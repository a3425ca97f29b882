//! One `Models/<Name>.swift` file per declared schema title.
//!
//! The naming convention is the contract here; the struct rendering
//! stays deliberately small.

use moyagen_core::GeneratedFile;
use moyagen_core::api::ApiDescription;
use moyagen_core::config::GenOptions;
use moyagen_core::ident;
use moyagen_core::model::schema_name;

use crate::swift::{SwiftField, SwiftStruct, render_struct};
use crate::type_mapper::swift_type;

use super::FILE_PREFIX;

pub fn emit_models(api: &ApiDescription, options: &GenOptions) -> Vec<GeneratedFile> {
    let access = options.access_level();

    // Sorted by sanitized name; the schema map's insertion order is
    // not an emission order.
    let mut titles: Vec<&String> = api.schemas.keys().collect();
    titles.sort_by_key(|title| schema_name(title));

    titles
        .into_iter()
        .map(|title| {
            let decl = &api.schemas[title];
            let name = schema_name(title);
            let fields = decl
                .fields
                .iter()
                .map(|(field_name, field)| {
                    let base = swift_type(&field.field_type);
                    SwiftField {
                        doc: field.description.clone(),
                        name: ident::sanitized_label(field_name),
                        type_name: if field.required { base } else { format!("{base}?") },
                    }
                })
                .collect();
            let body = render_struct(&SwiftStruct {
                access,
                name: name.clone(),
                conformance: Some("Codable".to_string()),
                fields,
            });
            GeneratedFile {
                path: format!("Models/{name}.swift"),
                content: format!("{FILE_PREFIX}\n{body}\n"),
            }
        })
        .collect()
}

#[cfg(test)]
mod tests {
    use super::*;

    #[test]
    fn files_are_sorted_by_sanitized_title() {
        let api = ApiDescription::from_yaml(
            r#"
schemas:
  zebra: { fields: {} }
  Apple:
    fields:
      weight: { type: number, required: true }
"#,
        )
        .unwrap();
        let files = emit_models(&api, &GenOptions::default());
        assert_eq!(files[0].path, "Models/Apple.swift");
        assert_eq!(files[1].path, "Models/Zebra.swift");
        assert!(files[0].content.contains("public struct Apple: Codable {"));
        assert!(files[0].content.contains("    public let weight: Double"));
    }

    #[test]
    fn optional_fields_render_as_optionals() {
        let api = ApiDescription::from_yaml(
            r#"
schemas:
  Pet:
    fields:
      name: { type: string, required: true }
      tag: { type: string }
"#,
        )
        .unwrap();
        let files = emit_models(&api, &GenOptions::default());
        assert!(files[0].content.contains("public let name: String"));
        assert!(files[0].content.contains("public let tag: String?"));
    }
}
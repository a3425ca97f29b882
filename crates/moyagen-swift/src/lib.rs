pub mod emitters;
pub mod generator;
pub mod swift;
pub mod type_mapper;

pub use generator::SwiftClientGenerator;
use std::fs;
use std::path::PathBuf;

use anyhow::{Context, Result};
use clap::{Parser, Subcommand, ValueEnum};
use clap_complete::Shell;

use moyagen_core::CodeGenerator;
use moyagen_core::api::ApiDescription;
use moyagen_core::config::{self, CONFIG_FILE_NAME, GenOptions, MoyagenConfig};
use moyagen_core::model;
use moyagen_swift::SwiftClientGenerator;

mod output;

#[derive(Parser)]
#[command(name = "moyagen", about = "Swift API client generator", version)]
struct Cli {
    #[command(subcommand)]
    command: Commands,
}

#[derive(Subcommand)]
enum Commands {
    /// Generate Swift sources from a normalized API description
    Generate {
        /// Path to the API description (YAML or JSON)
        #[arg(short, long)]
        input: Option<PathBuf>,

        /// Output directory
        #[arg(short, long)]
        output: Option<PathBuf>,

        /// Emit internal instead of public declarations
        #[arg(long)]
        internal_level: bool,

        /// Append the typed-response-decoding contract to Utils.swift
        #[arg(long)]
        response_types: bool,

        /// Server shim takes a RequestAdapter instead of a bearer token
        #[arg(long)]
        custom_authorization: bool,

        /// Emit the Server.swift runtime shim
        #[arg(long)]
        moya_provider: bool,
    },

    /// Inspect the derived operation models of an API description
    Inspect {
        /// Path to the API description
        #[arg(short, long)]
        input: PathBuf,

        /// Output format
        #[arg(long, default_value = "yaml")]
        format: InspectFormat,
    },

    /// Initialize a new moyagen configuration
    Init {
        /// Overwrite an existing config file
        #[arg(long)]
        force: bool,
    },

    /// Generate shell completions
    Completions {
        /// Shell to generate completions for
        shell: Shell,
    },
}

#[derive(Clone, ValueEnum)]
enum InspectFormat {
    Yaml,
    Json,
}

fn main() -> Result<()> {
    env_logger::init();

    let cli = Cli::parse();

    match cli.command {
        Commands::Generate {
            input,
            output,
            internal_level,
            response_types,
            custom_authorization,
            moya_provider,
        } => {
            let flags = GenOptions {
                internal_level,
                response_types,
                custom_authorization,
                moya_provider,
            };
            cmd_generate(input, output, flags)
        }

        Commands::Inspect { input, format } => cmd_inspect(input, format),

        Commands::Init { force } => cmd_init(force),

        Commands::Completions { shell } => {
            let mut cmd = <Cli as clap::CommandFactory>::command();
            clap_complete::generate(shell, &mut cmd, "moyagen", &mut std::io::stdout());
            Ok(())
        }
    }
}

/// Try to load the project config file from the current directory.
fn try_load_config() -> Result<Option<MoyagenConfig>> {
    let config_path = PathBuf::from(CONFIG_FILE_NAME);
    config::load_config(&config_path).map_err(|e| anyhow::anyhow!(e))
}

fn load_description(path: &PathBuf) -> Result<ApiDescription> {
    let content =
        fs::read_to_string(path).with_context(|| format!("failed to read {}", path.display()))?;

    let ext = path.extension().and_then(|e| e.to_str()).unwrap_or("yaml");

    let api = match ext {
        "json" => ApiDescription::from_json(&content)?,
        _ => ApiDescription::from_yaml(&content)?,
    };
    Ok(api)
}

fn cmd_generate(input: Option<PathBuf>, output: Option<PathBuf>, flags: GenOptions) -> Result<()> {
    let cfg = try_load_config()?.unwrap_or_default();
    let input = input.unwrap_or_else(|| PathBuf::from(&cfg.input));
    let output_dir = output.unwrap_or_else(|| PathBuf::from(&cfg.output));

    // CLI flags switch options on over whatever the config file says.
    let options = GenOptions {
        internal_level: cfg.options.internal_level || flags.internal_level,
        response_types: cfg.options.response_types || flags.response_types,
        custom_authorization: cfg.options.custom_authorization || flags.custom_authorization,
        moya_provider: cfg.options.moya_provider || flags.moya_provider,
    };

    let api = load_description(&input)?;
    let files = SwiftClientGenerator
        .generate(&api, &options)
        .map_err(|e| anyhow::anyhow!(e))?;

    eprintln!("Generating {} file(s) → {}", files.len(), output_dir.display());
    fs::create_dir_all(&output_dir)
        .with_context(|| format!("failed to create output directory {}", output_dir.display()))?;
    output::write_output(&output_dir, &files)?;
    eprintln!("Done.");
    Ok(())
}

fn cmd_inspect(input: PathBuf, format: InspectFormat) -> Result<()> {
    let api = load_description(&input)?;
    let units = model::build_units(&api).map_err(|e| anyhow::anyhow!(e))?;

    let text = match format {
        InspectFormat::Yaml => serde_yaml_ng::to_string(&units)?,
        InspectFormat::Json => serde_json::to_string_pretty(&units)?,
    };
    println!("{text}");
    Ok(())
}

fn cmd_init(force: bool) -> Result<()> {
    let path = PathBuf::from(CONFIG_FILE_NAME);
    if path.exists() && !force {
        anyhow::bail!("{CONFIG_FILE_NAME} already exists (use --force to overwrite)");
    }
    fs::write(&path, config::default_config_content())
        .with_context(|| format!("failed to write {CONFIG_FILE_NAME}"))?;
    eprintln!("wrote {CONFIG_FILE_NAME}");
    Ok(())
}
pub mod api;
pub mod models;
pub mod server;
pub mod utils;

/// Prefix on every generated Swift file.
pub const FILE_PREFIX: &str = "\
// swiftformat:disable all
// swiftlint:disable all
// Generated file

import Foundation
";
-=-=-
- _What is needed_: Say the number of lines in the entries that have the string "shim", and only that.

- _Expected output_: 2